Photo of Kitze speaking

It Ain’t Broke: Why Software Fundamentals Matter More Than Ever — Matt Pocock

With the new paradigm (AI), we should probably chuck out the old rules to make room for new ones, right? There’s a “specs to code” movement where you write the spec and have the AI do the coding. You don’t look at the code. If there is a problem with the code, you go back to the spec and try again. This is driven by the idea that code is cheap.

But ignoring the code doesn’t work. A bad codebase is one that is hard to change. The Pragmatic Programmer has a chapter on software entropy. It basically means that if you do not pay enough attention to the design of the whole system, the codebase will become worse and worse. And this was exactly what he was seeing when he was running the compiler again and again when using specs to code.

Bad code is the most expensive it has ever been. Good codebases matter more than ever.

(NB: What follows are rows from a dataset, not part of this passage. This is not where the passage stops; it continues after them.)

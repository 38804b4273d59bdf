//! API handlers for the visitor desk REST endpoints

pub mod health;
pub mod openapi;
pub mod users;
pub mod visitors;

use axum::{
    routing::{get, post, put},
    Router,
};
use tower_http::{
    cors::{Any, CorsLayer},
    trace::TraceLayer,
};

use crate::AppState;

/// Create the application router with all routes
pub fn create_router(state: AppState) -> Router {
    let cors = CorsLayer::new()
        .allow_origin(Any)
        .allow_methods(Any)
        .allow_headers(Any);

    let api_v1 = Router::new()
        // Health check
        .route("/health", get(health::health_check))
        .route("/ready", get(health::readiness_check))
        // Visitors
        .route("/visitors", get(visitors::list_visitors).post(visitors::create_visitor))
        .route(
            "/visitors/:id",
            get(visitors::get_visitor)
                .put(visitors::update_visitor)
                .delete(visitors::delete_visitor),
        )
        .route("/visitors/:id/status", put(visitors::update_visitor_status))
        .route(
            "/visitors/national-id/:nationalid",
            get(visitors::get_visitor_by_national_id),
        )
        // Staff users
        .route("/users/validate", post(users::validate_user))
        .with_state(state);

    Router::new()
        .nest("/api/v1", api_v1)
        .merge(openapi::create_openapi_router())
        .layer(TraceLayer::new_for_http())
        .layer(cors)
}

#[cfg(test)]
mod tests {
    use super::*;
    use async_trait::async_trait;
    use axum::{
        body::{to_bytes, Body},
        http::{Request, StatusCode},
    };
    use serde_json::{json, Value};
    use std::sync::{Arc, Mutex};
    use tower::ServiceExt;

    use crate::{
        error::{AppError, AppResult},
        models::visitor::Visitor,
        repository::VisitorStore,
        services::{email::VisitorNotifier, visitors::VisitorsService, Services},
    };

    #[derive(Default)]
    struct MemoryStore {
        rows: Mutex<Vec<Visitor>>,
    }

    #[async_trait]
    impl VisitorStore for MemoryStore {
        async fn find_by_id(&self, id: i32) -> AppResult<Option<Visitor>> {
            let rows = self.rows.lock().unwrap();
            Ok(rows.iter().find(|v| v.id == Some(id)).cloned())
        }

        async fn find_by_national_id(&self, nationalid: &str) -> AppResult<Option<Visitor>> {
            let rows = self.rows.lock().unwrap();
            Ok(rows
                .iter()
                .find(|v| v.nationalid.as_deref() == Some(nationalid))
                .cloned())
        }

        async fn find_all(&self) -> AppResult<Vec<Visitor>> {
            Ok(self.rows.lock().unwrap().clone())
        }

        async fn save(&self, visitor: &Visitor) -> AppResult<Visitor> {
            let mut rows = self.rows.lock().unwrap();
            let mut saved = visitor.clone();
            match saved.id {
                Some(id) => {
                    let slot = rows
                        .iter_mut()
                        .find(|v| v.id == Some(id))
                        .ok_or_else(|| AppError::NotFound(format!("Visitor with id {} not found", id)))?;
                    *slot = saved.clone();
                }
                None => {
                    saved.id = Some(rows.len() as i32 + 1);
                    rows.push(saved.clone());
                }
            }
            Ok(saved)
        }

        async fn delete_by_id(&self, id: i32) -> AppResult<u64> {
            let mut rows = self.rows.lock().unwrap();
            let before = rows.len();
            rows.retain(|v| v.id != Some(id));
            Ok((before - rows.len()) as u64)
        }

        async fn ping(&self) -> AppResult<()> {
            Ok(())
        }
    }

    struct DownMailer;

    #[async_trait]
    impl VisitorNotifier for DownMailer {
        async fn send_visitor_qr_code(&self, _visitor: &Visitor) -> AppResult<()> {
            Err(AppError::Internal("SMTP relay unreachable".to_string()))
        }
    }

    fn app() -> Router {
        let state = AppState {
            services: Arc::new(Services {
                visitors: VisitorsService::new(Arc::new(MemoryStore::default()), Arc::new(DownMailer)),
            }),
        };
        create_router(state)
    }

    async fn call(app: &Router, method: &str, uri: &str, body: Option<Value>) -> (StatusCode, Value) {
        let request = Request::builder()
            .method(method)
            .uri(uri)
            .header("content-type", "application/json")
            .body(match body {
                Some(json) => Body::from(json.to_string()),
                None => Body::empty(),
            })
            .unwrap();

        let response = app.clone().oneshot(request).await.unwrap();
        let status = response.status();
        let bytes = to_bytes(response.into_body(), usize::MAX).await.unwrap();
        let value = if bytes.is_empty() {
            Value::Null
        } else {
            serde_json::from_slice(&bytes).unwrap_or(Value::Null)
        };
        (status, value)
    }

    #[tokio::test]
    async fn test_create_normalizes_even_when_mail_is_down() {
        let app = app();

        let (status, body) = call(
            &app,
            "POST",
            "/api/v1/visitors",
            Some(json!({
                "name": "Ines Duarte",
                "nationalid": "PT-5521",
                "email": "ines@example.com",
                "date": "05-03-2024",
                "durationunit": "",
                "company": ""
            })),
        )
        .await;

        assert_eq!(status, StatusCode::CREATED);
        assert_eq!(body["id"], 1);
        assert_eq!(body["date"], "2024-03-05");
        assert!(body["durationunit"].is_null());
        assert!(body["company"].is_null());
        for flag in ["isApproved", "inprogress", "complete", "exit"] {
            assert_eq!(body[flag], false, "{}", flag);
        }
    }

    #[tokio::test]
    async fn test_visitor_lifecycle() {
        let app = app();
        call(&app, "POST", "/api/v1/visitors", Some(json!({ "name": "Ravi", "nationalid": "IN-77" }))).await;

        let (status, body) = call(&app, "PUT", "/api/v1/visitors/1/status", Some(json!({ "status": "APPROVE" }))).await;
        assert_eq!(status, StatusCode::OK);
        assert_eq!(body["isApproved"], true);
        assert_eq!(body["inprogress"], true);
        assert_eq!(body["complete"], false);

        let (status, body) = call(&app, "PUT", "/api/v1/visitors/1", Some(json!({ "purpose": "Interview", "name": "" }))).await;
        assert_eq!(status, StatusCode::OK);
        assert_eq!(body["purpose"], "Interview");
        assert_eq!(body["name"], "Ravi");
        assert_eq!(body["isApproved"], true);

        let (status, body) = call(&app, "GET", "/api/v1/visitors/national-id/IN-77", None).await;
        assert_eq!(status, StatusCode::OK);
        assert_eq!(body["id"], 1);

        let (_, body) = call(&app, "GET", "/api/v1/visitors", None).await;
        assert_eq!(body.as_array().map(Vec::len), Some(1));

        let (status, body) = call(&app, "DELETE", "/api/v1/visitors/1", None).await;
        assert_eq!(status, StatusCode::OK);
        assert_eq!(body["message"], "Visitor with id 1 deleted successfully");

        let (status, _) = call(&app, "GET", "/api/v1/visitors/1", None).await;
        assert_eq!(status, StatusCode::NOT_FOUND);
    }

    #[tokio::test]
    async fn test_invalid_status_is_bad_request() {
        let app = app();
        call(&app, "POST", "/api/v1/visitors", Some(json!({ "name": "Ravi" }))).await;

        let (status, body) = call(&app, "PUT", "/api/v1/visitors/1/status", Some(json!({ "status": "bogus" }))).await;
        assert_eq!(status, StatusCode::BAD_REQUEST);
        assert_eq!(body["message"], "Invalid status: bogus");

        let (status, _) = call(&app, "PUT", "/api/v1/visitors/1/status", Some(json!({ "status": "approve " }))).await;
        assert_eq!(status, StatusCode::BAD_REQUEST);

        let (_, body) = call(&app, "GET", "/api/v1/visitors/1", None).await;
        assert_eq!(body["isApproved"], false);
        assert_eq!(body["inprogress"], false);
    }

    #[tokio::test]
    async fn test_unknown_ids_are_not_found() {
        let app = app();

        for (method, uri, body) in [
            ("GET", "/api/v1/visitors/5", None),
            ("PUT", "/api/v1/visitors/5", Some(json!({}))),
            ("DELETE", "/api/v1/visitors/5", None),
            ("PUT", "/api/v1/visitors/5/status", Some(json!({ "status": "exit" }))),
            ("GET", "/api/v1/visitors/national-id/nobody", None),
        ] {
            let (status, body) = call(&app, method, uri, body).await;
            assert_eq!(status, StatusCode::NOT_FOUND, "{} {}", method, uri);
            assert_eq!(body["error"], "NoSuchVisitor");
        }
    }

    #[tokio::test]
    async fn test_validate_user() {
        let app = app();

        let (status, body) = call(
            &app,
            "POST",
            "/api/v1/users/validate",
            Some(json!({
                "firstName": "Mei",
                "lastName": "Tanaka",
                "userName": "mtanaka",
                "emailId": "mei@example.com",
                "userRoleId": 2
            })),
        )
        .await;
        assert_eq!(status, StatusCode::OK);
        assert_eq!(body["userName"], "mtanaka");

        let (status, _) = call(
            &app,
            "POST",
            "/api/v1/users/validate",
            Some(json!({
                "firstName": "Mei",
                "lastName": "Tanaka",
                "userName": "mt",
                "emailId": "not-an-email",
                "userRoleId": 2
            })),
        )
        .await;
        assert_eq!(status, StatusCode::BAD_REQUEST);
    }

    #[tokio::test]
    async fn test_readiness() {
        let (status, body) = call(&app(), "GET", "/api/v1/ready", None).await;
        assert_eq!(status, StatusCode::OK);
        assert_eq!(body["status"], "ready");
    }
}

Software fundamentals matter more than ever

Common failure modes and how to avoid them by going back to old software practices:

The AI didn’t do what I wanted
No-one knows exactly what they want. There is a communication barrier between you and the AI. The Design Of Design speaks about “the design concept”: the idea of what you are building. You and the AI don’t share a design concept. Hence the /grill-me skill. Works towards a shared understanding. Use his other skills to generate a Product Requirements Document or issues. (See Matt’s skills repository for the skills mentioned in this talk.)
The AI is way too verbose
You also see that in the interaction between a developer and a domain expert. You need to establish shared language. Domain Driven Design also needs a ubiquitous language. In our case this is essentially a Markdown file with concepts and what they mean. Use the /ubiquitous-language skill. This generates a file (UBIQUITOUS_LANGUAGE.md) with tables with terminology.
Code that doesn’t work
Use feedback loops: static types, browser access to look around, automated tests.
Doing way too much
The Pragmatic Programmer calls this “outrunning your headlights”. The rate of feedback is your speed limit. Related skill /tdd: write test, make test pass. However, testing is hard (how big of a unit do you want to test, what to mock, what behaviour to test, etc). Good codebases are easy to test. (Because of better feedback loops and more clear boundaries.) Use deep modules: few modules with lots of functionality but simple interfaces.
Deep modules vs Shallow modules

Matt Pocock about deep vs shallow modules

AI does not understand my code
Again, use deep modules. Easier for the AI to understand the design. How to go from shallow to deep modules? Use the /improve-codebase-architecture skill.
My brain hurts
The human cannot keep up. Again: deep modules make it simpler for you to understand the codebase. You can treat these modules as grey boxes. The AI can handle what’s in the blob. Design the interface but delegate the implementation.
Invest in the design of the system every day
—Kent Beck, Extreme Programming Explained

Code is not cheap, it is important. If we think of AI as a programmer, you need someone above that, thinking on the strategic level. And that’s you! And that’s why fundamental software development skills are still important.